Standard Practice for Retrieval and Analysis of Medical Devices, and Associated Tissues and Fluids
|Publication Date:||1 October 2005|
This practice covers recommendations for the retrieval, handling, and analysis of implanted medical devices and associated specimens that are removed from patients during revision surgery, at postmortem, or as part of animal studies. This practice can also be used for analysis of specimens and lubrication fluids from in vitro wear tests and joint simulators. The aim is to provide guidance in preventing damage to the associated specimens which could obscure the investigational results, and in gathering data at the proper time and circumstance to validate the study.
This practice offers guidelines for the analysis of retrieved implants to limit damage to them, and to allow comparisons between investigational results from different studies. The protocols are divided into three stages, where Stage I is the minimum non-destructive analysis, Stage II is more complete non-destructive analysis, and Stage III is destructive analysis. Standard protocols for the examination and collection of data are provided for specific types of materials in relation to their typical applications. For particular investigational programs, additional, more specific, protocols may be required. If special analytical techniques are employed, the appropriate handling procedures must be specified.

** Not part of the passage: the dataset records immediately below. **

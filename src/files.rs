//! Locations of the two ledger files and whole-file load/save.
//!
//! Saves truncate and rewrite the file in place. A crash mid-write can leave
//! a partial file, which the tolerant decoders will then read lossily.

use crate::catalog::Catalog;
use crate::codec::{history, inventory, Decoded};
use crate::error::{LedgerError, Result};
use crate::product::Product;
use crate::report::SalesReport;
use crate::sale::Sale;
use log::{debug, warn};
use std::fs::{self, File};
use std::io::{self, BufWriter};
use std::path::{Path, PathBuf};

/// Default inventory file name.
pub const INVENTORY_FILE: &str = "inventory.txt";

/// Default sales history file name.
pub const SALES_HISTORY_FILE: &str = "sales_history.txt";

/// Default file name for exported sales reports.
pub const SALES_REPORT_FILE: &str = "sales_report.csv";

/// Paths of the ledger files and the report export.
#[derive(Debug, Clone, PartialEq, Eq)]
pub struct LedgerFiles {
    pub inventory: PathBuf,
    pub sales_history: PathBuf,
    pub sales_report: PathBuf,
}

impl LedgerFiles {
    /// Both files inside `dir`, under their default names.
    pub fn in_dir(dir: impl AsRef<Path>) -> Self {
        let dir = dir.as_ref();
        LedgerFiles {
            inventory: dir.join(INVENTORY_FILE),
            sales_history: dir.join(SALES_HISTORY_FILE),
            sales_report: dir.join(SALES_REPORT_FILE),
        }
    }

    /// Loads products. A missing file is an empty catalog.
    pub fn load_inventory(&self) -> Result<Decoded<Product>> {
        let decoded = read_optional(&self.inventory)?
            .map(|text| inventory::decode(&text))
            .unwrap_or_default();
        report_load(&self.inventory, &decoded);
        Ok(decoded)
    }

    /// Loads finalized sales. A missing file is an empty history.
    pub fn load_sales_history(&self) -> Result<Decoded<Sale>> {
        let decoded = read_optional(&self.sales_history)?
            .map(|text| history::decode(&text))
            .unwrap_or_default();
        report_load(&self.sales_history, &decoded);
        Ok(decoded)
    }

    /// Rewrites the inventory file from the catalog.
    pub fn save_inventory(&self, catalog: &Catalog) -> Result<()> {
        write_with(&self.inventory, |w| inventory::encode(catalog, w))
    }

    /// Rewrites the sales history file, pricing items from the catalog.
    pub fn save_sales_history(&self, sales: &[Sale], catalog: &Catalog) -> Result<()> {
        write_with(&self.sales_history, |w| history::encode(sales, catalog, w))
    }

    /// Writes the report as CSV, replacing any earlier export.
    pub fn save_sales_report(&self, report: &SalesReport) -> Result<()> {
        let file = File::create(&self.sales_report).map_err(|source| LedgerError::Persistence {
            path: self.sales_report.clone(),
            source,
        })?;
        report.write_csv(BufWriter::new(file))?;
        debug!("Wrote {}", self.sales_report.display());
        Ok(())
    }
}

impl Default for LedgerFiles {
    fn default() -> Self {
        LedgerFiles::in_dir(".")
    }
}

fn read_optional(path: &Path) -> Result<Option<String>> {
    match fs::read(path) {
        Ok(bytes) => Ok(Some(String::from_utf8_lossy(&bytes).into_owned())),
        Err(e) if e.kind() == io::ErrorKind::NotFound => {
            debug!("{} does not exist yet, starting empty", path.display());
            Ok(None)
        }
        Err(e) => Err(LedgerError::Io(e)),
    }
}

fn report_load<T>(path: &Path, decoded: &Decoded<T>) {
    if !decoded.is_lossless() {
        warn!(
            "{}: loaded {} record(s), dropped {} malformed line(s)",
            path.display(),
            decoded.items.len(),
            decoded.skipped.len()
        );
    } else {
        debug!("{}: loaded {} record(s)", path.display(), decoded.items.len());
    }
}

fn write_with<F>(path: &Path, encode: F) -> Result<()>
where
    F: FnOnce(&mut BufWriter<File>) -> io::Result<()>,
{
    let persistence = |source: io::Error| LedgerError::Persistence {
        path: path.to_path_buf(),
        source,
    };

    let file = File::create(path).map_err(persistence)?;
    let mut writer = BufWriter::new(file);
    encode(&mut writer).map_err(persistence)?;
    debug!("Wrote {}", path.display());
    Ok(())
}

#[cfg(test)]
mod tests {
    use super::*;
    use crate::money::Money;

    #[test]
    fn test_missing_files_load_empty() {
        let dir = tempfile::tempdir().unwrap();
        let files = LedgerFiles::in_dir(dir.path());
        assert!(files.load_inventory().unwrap().items.is_empty());
        assert!(files.load_sales_history().unwrap().items.is_empty());
    }

    #[test]
    fn test_save_then_load_inventory() {
        let dir = tempfile::tempdir().unwrap();
        let files = LedgerFiles::in_dir(dir.path());
        let catalog: Catalog = [Product::new("123456", "Soap Bar", 12, Money::from_cents(199)).unwrap()]
            .into_iter()
            .collect();

        files.save_inventory(&catalog).unwrap();
        assert_eq!(
            fs::read_to_string(dir.path().join(INVENTORY_FILE)).unwrap(),
            "123456 Soap Bar|12 1.99\n"
        );
        assert_eq!(files.load_inventory().unwrap().items[0].name, "Soap Bar");
    }

    #[test]
    fn test_save_sales_report_as_csv() {
        let dir = tempfile::tempdir().unwrap();
        let files = LedgerFiles::in_dir(dir.path());
        let report = SalesReport {
            rows: vec![crate::report::ReportRow {
                product_id: "123456".to_string(),
                name: "Soap Bar".to_string(),
                quantity_sold: 3,
                unit_price: Money::from_cents(199),
                subtotal: Money::from_cents(597),
            }],
            grand_total: Money::from_cents(597),
        };

        files.save_sales_report(&report).unwrap();
        assert_eq!(
            fs::read_to_string(dir.path().join(SALES_REPORT_FILE)).unwrap(),
            "product_id,name,quantity_sold,unit_price,subtotal\n123456,Soap Bar,3,1.99,5.97\n"
        );
    }

    #[test]
    fn test_unwritable_location_is_persistence_error() {
        let dir = tempfile::tempdir().unwrap();
        let files = LedgerFiles::in_dir(dir.path().join("missing-subdir"));
        let err = files.save_inventory(&Catalog::new()).unwrap_err();
        assert!(matches!(err, LedgerError::Persistence { .. }));
    }
}
//! `inventory.txt`: one product per line.
//!
//! ```text
//! <id> <name>|<quantity> <price>
//! 482913 Apple Juice 1L|45 10.00
//! ```

use super::{Decoded, SkipReason};
use crate::catalog::Catalog;
use crate::money::Money;
use crate::product::Product;
use std::io::{self, Write};
use std::str::FromStr;

/// Writes every product in ID order.
pub fn encode<W: Write>(catalog: &Catalog, mut writer: W) -> io::Result<()> {
    for p in catalog.iter() {
        writeln!(writer, "{} {}|{} {}", p.id, p.name, p.quantity, p.price)?;
    }
    writer.flush()
}

/// Encodes the catalog into a `String`.
pub fn encode_to_string(catalog: &Catalog) -> String {
    let mut buf = Vec::new();
    // Writing into a Vec cannot fail.
    let _ = encode(catalog, &mut buf);
    String::from_utf8_lossy(&buf).into_owned()
}

/// Decodes products, skipping blank lines silently and malformed lines with
/// a recorded reason. A malformed line never yields a partial product.
pub fn decode(text: &str) -> Decoded<Product> {
    let mut decoded = Decoded::default();

    for (idx, line) in text.lines().enumerate() {
        if line.trim().is_empty() {
            continue;
        }

        match decode_line(line) {
            Ok(product) => decoded.items.push(product),
            Err(reason) => decoded.skip(idx + 1, line, reason),
        }
    }

    decoded
}

fn decode_line(line: &str) -> Result<Product, SkipReason> {
    let rest = line.trim_start();
    let (id, rest) = match rest.find(char::is_whitespace) {
        Some(end) => (&rest[..end], &rest[end..]),
        None => (rest, ""),
    };

    let (name, rest) = rest
        .trim_start()
        .split_once('|')
        .ok_or(SkipReason::MissingDelimiter("|"))?;

    let mut tokens = rest.split_whitespace();

    let qty_token = tokens.next().ok_or(SkipReason::MissingField("quantity"))?;
    let quantity = qty_token
        .parse::<u32>()
        .map_err(|_| SkipReason::InvalidQuantity(qty_token.to_string()))?;

    let price_token = tokens.next().ok_or(SkipReason::MissingField("price"))?;
    let price = Money::from_str(price_token)
        .map_err(|_| SkipReason::InvalidPrice(price_token.to_string()))?;

    Product::new(id, name, quantity, price).map_err(|e| SkipReason::InvalidProduct(e.to_string()))
}
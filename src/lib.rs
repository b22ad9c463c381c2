//! # POS Ledger
//!
//! A single-terminal retail point-of-sale engine: a product catalog with
//! stock levels, cashier sales with stock reserved as items are punched in,
//! and an append-only sales ledger aggregated into revenue reports.
//!
//! ## Design Principles
//!
//! - **Fixed-point money**: 2 decimal places via `rust_decimal`
//! - **Flat files**: `inventory.txt` and `sales_history.txt`, fully rewritten
//!   after every mutation
//! - **Lenient loading**: malformed lines are logged and skipped
//! - **Deterministic output**: products always in ascending ID order
//!
//! ## Example
//!
//! ```no_run
//! use pos_ledger::{LedgerFiles, Store};
//!
//! let (store, report) = Store::open(LedgerFiles::in_dir("data")).unwrap();
//! println!("{} products, {} sales", store.catalog().len(), store.history().len());
//! println!("{} inventory lines skipped", report.inventory_skipped.len());
//! ```

pub mod app;
pub mod auth;
pub mod catalog;
pub mod clock;
pub mod codec;
pub mod console;
pub mod error;
pub mod files;
pub mod ids;
pub mod money;
pub mod product;
pub mod report;
pub mod sale;
pub mod store;
pub mod workflow;

pub use app::App;
pub use auth::{AdminKey, Authorizer, DEFAULT_ADMIN_KEY};
pub use catalog::{Catalog, EditRejection, ProductEdit};
pub use clock::{Clock, FixedClock, LocalClock};
pub use console::Console;
pub use error::{LedgerError, Result};
pub use files::LedgerFiles;
pub use ids::{IdSource, UuidIdSource};
pub use money::Money;
pub use product::{Product, StockStatus};
pub use report::{aggregate, ReportRow, SalesReport, SalesSummary};
pub use sale::{Sale, SaleLineItem};
pub use store::{LoadReport, Store};
pub use workflow::{resolve, ProductQuery, Resolution, SaleSession, SaleState};
//! Error types for the ledger.

use crate::money::Money;
use crate::workflow::SaleState;
use std::path::PathBuf;
use thiserror::Error;

/// Result type alias for ledger operations
pub type Result<T> = std::result::Result<T, LedgerError>;

/// Errors that can occur while operating the catalog, a sale or the ledger files.
#[derive(Error, Debug)]
pub enum LedgerError {
    /// Failed to read or write a stream
    #[error("I/O error: {0}")]
    Io(#[from] std::io::Error),

    /// CSV writing error
    #[error("CSV error: {0}")]
    Csv(#[from] csv::Error),

    /// A ledger file could not be written; memory keeps the applied change
    #[error("Could not write {}: {source}", path.display())]
    Persistence {
        path: PathBuf,
        #[source]
        source: std::io::Error,
    },

    /// Bad user input: unparsable number, empty field, out-of-range value
    #[error("{0}")]
    Validation(String),

    /// No product with this ID in the catalog
    #[error("Product with ID '{0}' not found")]
    ProductNotFound(String),

    /// No line item for this product in the current sale
    #[error("Product ID '{0}' not found in current sale")]
    LineItemNotFound(String),

    /// The product has no stock at all
    #[error("Product '{0}' is out of stock")]
    OutOfStock(String),

    /// More units requested than the catalog holds
    #[error("Insufficient stock for {product_id}: requested {requested}, available {available}")]
    InsufficientStock {
        product_id: String,
        requested: u32,
        available: u32,
    },

    /// Payment attempted on a sale with no line items
    #[error("No products in the current sale")]
    EmptyCart,

    /// Tendered cash does not cover the total
    #[error("Insufficient cash: total is ${total}, received ${cash}")]
    InsufficientCash { total: Money, cash: Money },

    /// Authorization check rejected the supplied key
    #[error("Invalid admin key")]
    Unauthorized,

    /// Operation not allowed in the sale's current state
    #[error("Cannot {operation} while sale is {state}")]
    InvalidState {
        operation: &'static str,
        state: SaleState,
    },

    /// The ID generator kept colliding with existing IDs
    #[error("Could not generate a unique ID after {0} attempts")]
    IdSpaceExhausted(usize),

    /// The interactive input stream ended
    #[error("Input closed")]
    InputClosed,
}
//! Fixed-point money type with 2 decimal places precision.
//!
//! Uses `rust_decimal` internally with scale enforcement so prices, totals and
//! change are always exactly what the ledger files print.

use rust_decimal::{Decimal, RoundingStrategy};
use serde::{Deserialize, Deserializer, Serialize, Serializer};
use std::fmt;
use std::iter::Sum;
use std::ops::{Add, AddAssign, Mul, Sub};
use std::str::FromStr;

/// A decimal amount that always carries exactly 2 decimal places.
///
/// Values are rounded half away from zero when normalized, which matches the
/// `%.2f` rendering used by the persisted files.
///
/// # Examples
///
/// ```
/// use std::str::FromStr;
/// use pos_ledger::Money;
///
/// let price = Money::from_str("10.5").unwrap();
/// assert_eq!(price.to_string(), "10.50");
///
/// let rounded = Money::from_str("2.345").unwrap();
/// assert_eq!(rounded.to_string(), "2.35");
/// ```
#[derive(Debug, Clone, Copy, PartialEq, Eq, PartialOrd, Ord, Hash, Default)]
pub struct Money(Decimal);

impl Money {
    /// The number of decimal places to maintain.
    pub const SCALE: u32 = 2;

    /// Zero value.
    pub const ZERO: Self = Money(Decimal::ZERO);

    /// Creates a new `Money` from a `Decimal`, normalizing to 2 decimal places.
    pub fn new(value: Decimal) -> Self {
        let mut normalized =
            value.round_dp_with_strategy(Self::SCALE, RoundingStrategy::MidpointAwayFromZero);
        normalized.rescale(Self::SCALE);
        Money(normalized)
    }

    /// Creates an amount from whole cents, e.g. `from_cents(1099)` is `10.99`.
    pub fn from_cents(cents: i64) -> Self {
        Money::new(Decimal::new(cents, Self::SCALE))
    }

    /// Returns `true` if this value is zero.
    pub fn is_zero(&self) -> bool {
        self.0.is_zero()
    }

    /// Returns `true` if this value is strictly greater than zero.
    pub fn is_positive(&self) -> bool {
        self.0 > Decimal::ZERO
    }

    /// Returns `true` if this value is strictly below zero.
    pub fn is_negative(&self) -> bool {
        self.0 < Decimal::ZERO
    }

    /// The underlying decimal.
    pub fn as_decimal(&self) -> Decimal {
        self.0
    }
}

impl FromStr for Money {
    type Err = rust_decimal::Error;

    fn from_str(s: &str) -> std::result::Result<Self, Self::Err> {
        let trimmed = s.trim();
        let decimal = Decimal::from_str(trimmed)?;
        Ok(Money::new(decimal))
    }
}

impl fmt::Display for Money {
    fn fmt(&self, f: &mut fmt::Formatter<'_>) -> fmt::Result {
        write!(f, "{:.2}", self.0)
    }
}

impl Add for Money {
    type Output = Self;

    fn add(self, rhs: Self) -> Self::Output {
        Money::new(self.0 + rhs.0)
    }
}

impl AddAssign for Money {
    fn add_assign(&mut self, rhs: Self) {
        *self = *self + rhs;
    }
}

impl Sub for Money {
    type Output = Self;

    fn sub(self, rhs: Self) -> Self::Output {
        Money::new(self.0 - rhs.0)
    }
}

/// Unit price times a quantity. Product prices are capped so this stays in
/// `Decimal` range for every `u32` quantity.
impl Mul<u32> for Money {
    type Output = Self;

    fn mul(self, rhs: u32) -> Self::Output {
        Money::new(self.0 * Decimal::from(rhs))
    }
}

impl Sum for Money {
    fn sum<I: Iterator<Item = Self>>(iter: I) -> Self {
        iter.fold(Money::ZERO, Add::add)
    }
}

impl Serialize for Money {
    fn serialize<S>(&self, serializer: S) -> std::result::Result<S::Ok, S::Error>
    where
        S: Serializer,
    {
        serializer.serialize_str(&self.to_string())
    }
}

impl<'de> Deserialize<'de> for Money {
    fn deserialize<D>(deserializer: D) -> std::result::Result<Self, D::Error>
    where
        D: Deserializer<'de>,
    {
        let s = String::deserialize(deserializer)?;
        Money::from_str(&s).map_err(serde::de::Error::custom)
    }
}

This practice recommendation should be applied in accordance with national regulations or legal requirements regarding the handling and analysis of retrieved implants and excised tissues, especially with regard to handling devices which may become involved in litigation, as per Practice E 860.
A significant portion of the information associated with a retrieved implant device is often at the device-tissue interface or in the tissues associated with the implant and related organ systems. Attention should be given to the handling of adjacent tissues, so as not to interfere with study of the particles in the adjacent tissue, a chemical analysis for the byproducts of degradation of the implant, or a study of the cellular response to the implant.

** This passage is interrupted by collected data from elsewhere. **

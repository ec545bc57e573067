//! Recording backend for driver tests.

use crate::backend::{
    Backend, Bus, BusEvent, BusMessage, Container, MessageKind, PipelineState, StateChange,
};
use crate::{Error, StageKind, StageSpec};
use std::cell::RefCell;
use std::collections::{HashSet, VecDeque};
use std::rc::Rc;
use std::sync::{Mutex, Once};
use std::thread::{self, ThreadId};
use std::time::Duration;

/// One backend operation or handle release, in the order it happened.
#[derive(Debug, Clone, PartialEq, Eq)]
pub enum Call {
    MakeStage(String),
    NewContainer(String),
    Attach(Vec<String>),
    Link(String, String),
    SetProperty(String, String, String),
    SetState(PipelineState),
    AcquireBus,
    ReleaseMessage,
    ReleaseBus,
    ReleaseContainer,
    ReleaseStage(String),
}

#[derive(Debug, Clone, Default)]
struct Script {
    missing: HashSet<StageKind>,
    failing_links: HashSet<(String, String)>,
    rejected: HashSet<PipelineState>,
    missing_properties: HashSet<String>,
    ignore_filter: bool,
    no_bus: bool,
}

#[derive(Debug, Default)]
struct Shared {
    journal: RefCell<Vec<Call>>,
    queue: RefCell<VecDeque<BusEvent>>,
}

impl Shared {
    fn record(&self, call: Call) {
        self.journal.borrow_mut().push(call);
    }
}

#[derive(Debug, Default)]
pub struct MockBackend {
    script: Script,
    shared: Rc<Shared>,
}

impl MockBackend {
    pub(crate) fn new() -> Self {
        Self::default()
    }

    pub(crate) fn missing(mut self, kind: StageKind) -> Self {
        self.script.missing.insert(kind);
        self
    }

    pub(crate) fn failing_link(mut self, upstream: &str, downstream: &str) -> Self {
        self.script
            .failing_links
            .insert((upstream.to_owned(), downstream.to_owned()));
        self
    }

    pub(crate) fn rejecting(mut self, state: PipelineState) -> Self {
        self.script.rejected.insert(state);
        self
    }

    pub(crate) fn without_property(mut self, key: &str) -> Self {
        self.script.missing_properties.insert(key.to_owned());
        self
    }

    /// Hands out every queued message regardless of the requested kinds.
    pub(crate) fn ignoring_filter(mut self) -> Self {
        self.script.ignore_filter = true;
        self
    }

    pub(crate) fn without_bus(mut self) -> Self {
        self.script.no_bus = true;
        self
    }

    /// Queues a message for the bus.
    pub(crate) fn post(&self, event: BusEvent) {
        self.shared.queue.borrow_mut().push_back(event);
    }

    pub(crate) fn calls(&self) -> Vec<Call> {
        self.shared.journal.borrow().clone()
    }
}

impl Backend for MockBackend {
    type Stage = MockStage;
    type Container = MockContainer;

    fn make_stage(&self, spec: &StageSpec) -> Result<MockStage, Error> {
        self.shared.record(Call::MakeStage(spec.name.clone()));
        if self.script.missing.contains(&spec.kind) {
            return Err(glib::bool_error!("no element factory `{}`", spec.factory).into());
        }
        Ok(MockStage {
            name: spec.name.clone(),
            shared: Rc::clone(&self.shared),
        })
    }

    fn new_container(&self, name: &str) -> MockContainer {
        self.shared.record(Call::NewContainer(name.to_owned()));
        MockContainer {
            stages: Vec::new(),
            script: self.script.clone(),
            shared: Rc::clone(&self.shared),
        }
    }
}

pub struct MockStage {
    name: String,
    shared: Rc<Shared>,
}

impl Drop for MockStage {
    fn drop(&mut self) {
        self.shared.record(Call::ReleaseStage(self.name.clone()));
    }
}

pub struct MockContainer {
    stages: Vec<MockStage>,
    script: Script,
    shared: Rc<Shared>,
}

impl MockContainer {
    fn has_stage(&self, name: &str) -> bool {
        self.stages.iter().any(|stage| stage.name == name)
    }
}

impl Drop for MockContainer {
    fn drop(&mut self) {
        // attached stages are released right after, as fields
        self.shared.record(Call::ReleaseContainer);
    }
}

impl Container for MockContainer {
    type Stage = MockStage;
    type Bus = MockBus;

    fn attach(&mut self, stages: Vec<MockStage>) -> Result<(), Error> {
        self.shared.record(Call::Attach(
            stages.iter().map(|stage| stage.name.clone()).collect(),
        ));
        self.stages.extend(stages);
        Ok(())
    }

    fn link(&self, upstream: &str, downstream: &str) -> Result<(), Error> {
        self.shared
            .record(Call::Link(upstream.to_owned(), downstream.to_owned()));
        for name in [upstream, downstream] {
            if !self.has_stage(name) {
                return Err(Error::UnknownStage(name.to_owned()));
            }
        }
        if self
            .script
            .failing_links
            .contains(&(upstream.to_owned(), downstream.to_owned()))
        {
            return Err(Error::Link {
                upstream: upstream.to_owned(),
                downstream: downstream.to_owned(),
            });
        }
        Ok(())
    }

    fn set_property(&self, stage: &str, key: &str, value: &str) -> Result<(), Error> {
        self.shared.record(Call::SetProperty(
            stage.to_owned(),
            key.to_owned(),
            value.to_owned(),
        ));
        if !self.has_stage(stage) {
            return Err(Error::UnknownStage(stage.to_owned()));
        }
        if self.script.missing_properties.contains(key) {
            return Err(Error::Property {
                stage: stage.to_owned(),
                key: key.to_owned(),
            });
        }
        Ok(())
    }

    fn set_state(&self, target: PipelineState) -> Result<StateChange, Error> {
        self.shared.record(Call::SetState(target));
        if self.script.rejected.contains(&target) {
            return Err(Error::StateChange(target));
        }
        Ok(StateChange::Async)
    }

    fn bus(&self) -> Option<MockBus> {
        self.shared.record(Call::AcquireBus);
        if self.script.no_bus {
            return None;
        }
        Some(MockBus {
            ignore_filter: self.script.ignore_filter,
            shared: Rc::clone(&self.shared),
        })
    }
}

pub struct MockBus {
    ignore_filter: bool,
    shared: Rc<Shared>,
}

impl Drop for MockBus {
    fn drop(&mut self) {
        self.shared.record(Call::ReleaseBus);
    }
}

impl Bus for MockBus {
    type Message = MockMessage;

    fn pop_filtered(
        &self,
        timeout: Option<Duration>,
        kinds: &[MessageKind],
    ) -> Option<MockMessage> {
        loop {
            let next = self.shared.queue.borrow_mut().pop_front();
            let Some(event) = next else {
                // nothing will ever be posted; behave like an expired timeout
                std::thread::sleep(timeout.unwrap_or_default());
                return None;
            };
            let wanted = match &event {
                BusEvent::Error { .. } => kinds.contains(&MessageKind::Error),
                BusEvent::Eos => kinds.contains(&MessageKind::Eos),
                BusEvent::StateChanged { .. } => kinds.contains(&MessageKind::StateChanged),
                BusEvent::Other(_) => false,
            };
            if wanted || self.ignore_filter {
                return Some(MockMessage {
                    event,
                    shared: Rc::clone(&self.shared),
                });
            }
        }
    }
}

pub struct MockMessage {
    event: BusEvent,
    shared: Rc<Shared>,
}

impl Drop for MockMessage {
    fn drop(&mut self) {
        self.shared.record(Call::ReleaseMessage);
    }
}

impl BusMessage for MockMessage {
    fn view(&self) -> BusEvent {
        self.event.clone()
    }
}

/// Log sink keeping each record with the thread that emitted it, so tests
/// running in parallel only see their own lines.
struct CaptureLogger;

static CAPTURED: Mutex<Vec<(ThreadId, String)>> = Mutex::new(Vec::new());
static CAPTURE: CaptureLogger = CaptureLogger;
static INSTALL: Once = Once::new();

impl log::Log for CaptureLogger {
    fn enabled(&self, _metadata: &log::Metadata) -> bool {
        true
    }

    fn log(&self, record: &log::Record) {
        CAPTURED
            .lock()
            .unwrap_or_else(|poisoned| poisoned.into_inner())
            .push((thread::current().id(), record.args().to_string()));
    }

    fn flush(&self) {}
}

pub(crate) fn capture_logs() {
    INSTALL.call_once(|| {
        if log::set_logger(&CAPTURE).is_ok() {
            log::set_max_level(log::LevelFilter::Info);
        }
    });
}

/// Lines logged so far by the calling thread.
pub(crate) fn logged_here() -> Vec<String> {
    let me = thread::current().id();
    CAPTURED
        .lock()
        .unwrap_or_else(|poisoned| poisoned.into_inner())
        .iter()
        .filter(|(id, _)| *id == me)
        .map(|(_, line)| line.clone())
        .collect()
}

This standard may involve hazardous materials, operations, and equipment. As a precautionary measure, explanted devices should be sterilized or minimally disinfected by an appropriate means that does not adversely affect the implant or the associated tissue that may be subject to subsequent analysis. A detailed discussion of precautions to be used in handling of human tissues can be found in ISO 12891-1. This standard does not purport to address all of the safety concerns, if any, associated with its use. It is the responsibility of the user of this standard to establish appropriate safety and health practices and determine the applicability of regulatory limitations prior to use.